Ian Lord, St. Albans Messenger
Yes, you’re going to have to sign up.
ST. ALBANS — Whether people like it or not, health care reform is coming and local organizations are trying to get a handle on the many questions that come with the change.
Wednesday night at City Hall in St. Albans, new FCCC Executive Director David Southwick answered questions from about 25 people who wondered how individuals, families and small businesses will navigate the changes.
Southwick and Lisamarie Charlesworth, executive assistant to the director at FCCC, have been trained as “navigators,” and are thereby qualified to assist those exploring the Vermont Health Connect exchange.
As one of the first states to adopt an exchange, Southwick said Vermont is in a unique situation, in that there is no real model to follow. While recognizing people’s concerns about the unknown, he said the chamber “won’t be able to change any policies.” The requirement for all Vermonters to be covered through Vermont Health Connect is set in stone, Southwick said.
“Yes, you’re going to have to sign up,” he said. “Everybody will be required to buy insurance through the exchange.”
The only alternative to doing so is to pay a penalty already provided within the federal law.

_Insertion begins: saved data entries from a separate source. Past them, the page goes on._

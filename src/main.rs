use clap::Parser;

use helix_sim::cli::{self, ChatArgs, Cli, Command, FormatArg};
use helix_sim::error::{Error, Result};
use helix_sim::models::{DelayRange, DemoRequest};
use helix_sim::output::{self, formatter_for};
use helix_sim::sim::DemoSimulator;
use helix_sim::{catalog, pricing};

#[tokio::main]
async fn main() {
    env_logger::init();
    if let Err(err) = run().await {
        eprintln!("Error: {}", err);
        std::process::exit(1);
    }
}

async fn run() -> Result<()> {
    let args = Cli::parse();
    match args.command {
        Command::Chat(chat) => run_chat(chat).await,
        Command::Price(price) => {
            let quote = pricing::price_for(price.requests);
            let formatter = formatter_for(price.format);
            print!("{}", formatter.quote(price.requests, &quote)?);
            Ok(())
        }
        Command::Models { format } => {
            let formatter = formatter_for(format);
            print!("{}", formatter.models(&catalog::model_listing())?);
            Ok(())
        }
        Command::Prompts => {
            for prompt in catalog::EXAMPLE_PROMPTS {
                println!("Try: {}", prompt);
            }
            Ok(())
        }
    }
}

async fn run_chat(args: ChatArgs) -> Result<()> {
    let config = cli::build_demo_config(&args)?;
    let request = DemoRequest {
        message: args.message.clone(),
        model: config.model.clone(),
    };
    let simulator = DemoSimulator::new(config);
    let result = simulator.simulate(&request).await?;

    if args.stream && args.format == FormatArg::Human {
        let config = simulator.config();
        let word_delay = if config.response_delay().is_zero() {
            DelayRange::none()
        } else {
            output::WORD_DELAY_MS
        };
        let mut rng = config.rng();
        output::stream_words(&result.reply, word_delay, &mut rng)
            .await
            .map_err(|err| Error::Io(err.to_string()))?;
        println!();
        print!("{}", output::chat_footer(&result));
    } else {
        let formatter = formatter_for(args.format);
        print!("{}", formatter.chat(&result)?);
    }

    Ok(())
}
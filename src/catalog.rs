use crate::models::{ModelId, ModelInfo};

const GPT_35_TURBO_REPLIES: &[&str] = &[
    "Hello! I'm HelixFlow AI, powered by GPT-3.5 Turbo. I'm here to help you with any questions or tasks you have. How can I assist you today?",
    "Great to meet you! I can help with a wide variety of tasks including answering questions, providing explanations, helping with writing, and much more. What would you like to know?",
    "Hi there! I'm ready to help you with your questions. I have knowledge about many topics and can assist with both simple and complex inquiries.",
];

const GPT_4_REPLIES: &[&str] = &[
    "Greetings! I'm powered by GPT-4 through HelixFlow's enterprise platform. I offer enhanced reasoning capabilities and can provide more detailed, nuanced responses. How may I help you today?",
    "Hello! As an AI assistant powered by GPT-4, I can help with complex problem-solving, detailed analysis, creative writing, and much more. I'm excited to assist you with your inquiry.",
];

const CLAUDE_V1_REPLIES: &[&str] = &[
    "Hello! I'm Claude, accessible through HelixFlow's unified API. I'm designed to be helpful, harmless, and honest in my interactions. How can I assist you today?",
    "Hi there! I'm Claude, and I'm here to provide helpful and thoughtful responses to your questions. I strive to be informative while maintaining safety and accuracy.",
];

const LLAMA_2_70B_REPLIES: &[&str] = &[
    "Greetings! I'm powered by Llama 2 70B through HelixFlow. I'm an open-source large language model that can help with various tasks including answering questions and providing information.",
    "Hello! I'm accessible via Llama 2, and I'm here to help you with your questions and tasks. I can assist with information, analysis, and general conversation.",
];

const FALLBACK_REPLIES: &[&str] = &[
    "Hello! I'm here to help you with any questions or tasks you have. How can I assist you further?",
];

pub const EXAMPLE_PROMPTS: &[&str] = &[
    "Explain quantum computing in simple terms",
    "Write a Python function to reverse a string",
    "What are the benefits of cloud computing?",
    "Generate a business plan outline for a startup",
    "Explain machine learning to a 5-year-old",
];

// Every known model has a non-empty list; anything else gets the fallback.
pub fn replies(model: &ModelId) -> &'static [&'static str] {
    match model {
        ModelId::Gpt35Turbo => GPT_35_TURBO_REPLIES,
        ModelId::Gpt4 => GPT_4_REPLIES,
        ModelId::ClaudeV1 => CLAUDE_V1_REPLIES,
        ModelId::Llama270b => LLAMA_2_70B_REPLIES,
        ModelId::Other(_) => FALLBACK_REPLIES,
    }
}

pub fn fallback_replies() -> &'static [&'static str] {
    FALLBACK_REPLIES
}

pub fn model_listing() -> Vec<ModelInfo> {
    vec![
        ModelInfo::new(ModelId::Gpt35Turbo, "openai"),
        ModelInfo::new(ModelId::Gpt4, "openai"),
        ModelInfo::new(ModelId::ClaudeV1, "anthropic"),
        ModelInfo::new(ModelId::Llama270b, "meta"),
    ]
}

Southwick explained that with Blue Cross Blue Shield and MVP Health Care as the two Vermont providers, there are multiple levels of insurance, some with higher premiums, but with lower out-of-pocket expenses, and some with lower premiums, but higher co-pays and prescription costs.
Small businesses with fewer than 50 employees have the option to provide insurance through the exchange. Businesses can either offer specific coverage plans, or allow their employees to choose which type of coverage works best for them.
While the initial plans seem alarmingly costly for individuals and families, Southwick assured people that there are options for taxpayer subsidies to help pay for coverage. People making up to 400 percent of the federal poverty level are eligible for significant financial aid, depending on income.
The Vermont Health Connect Web site — vermonthealthconnect.gov, which Southwick recommends — provides a subsidy calculator to figure out how much financial aid individual Vermonters can expect.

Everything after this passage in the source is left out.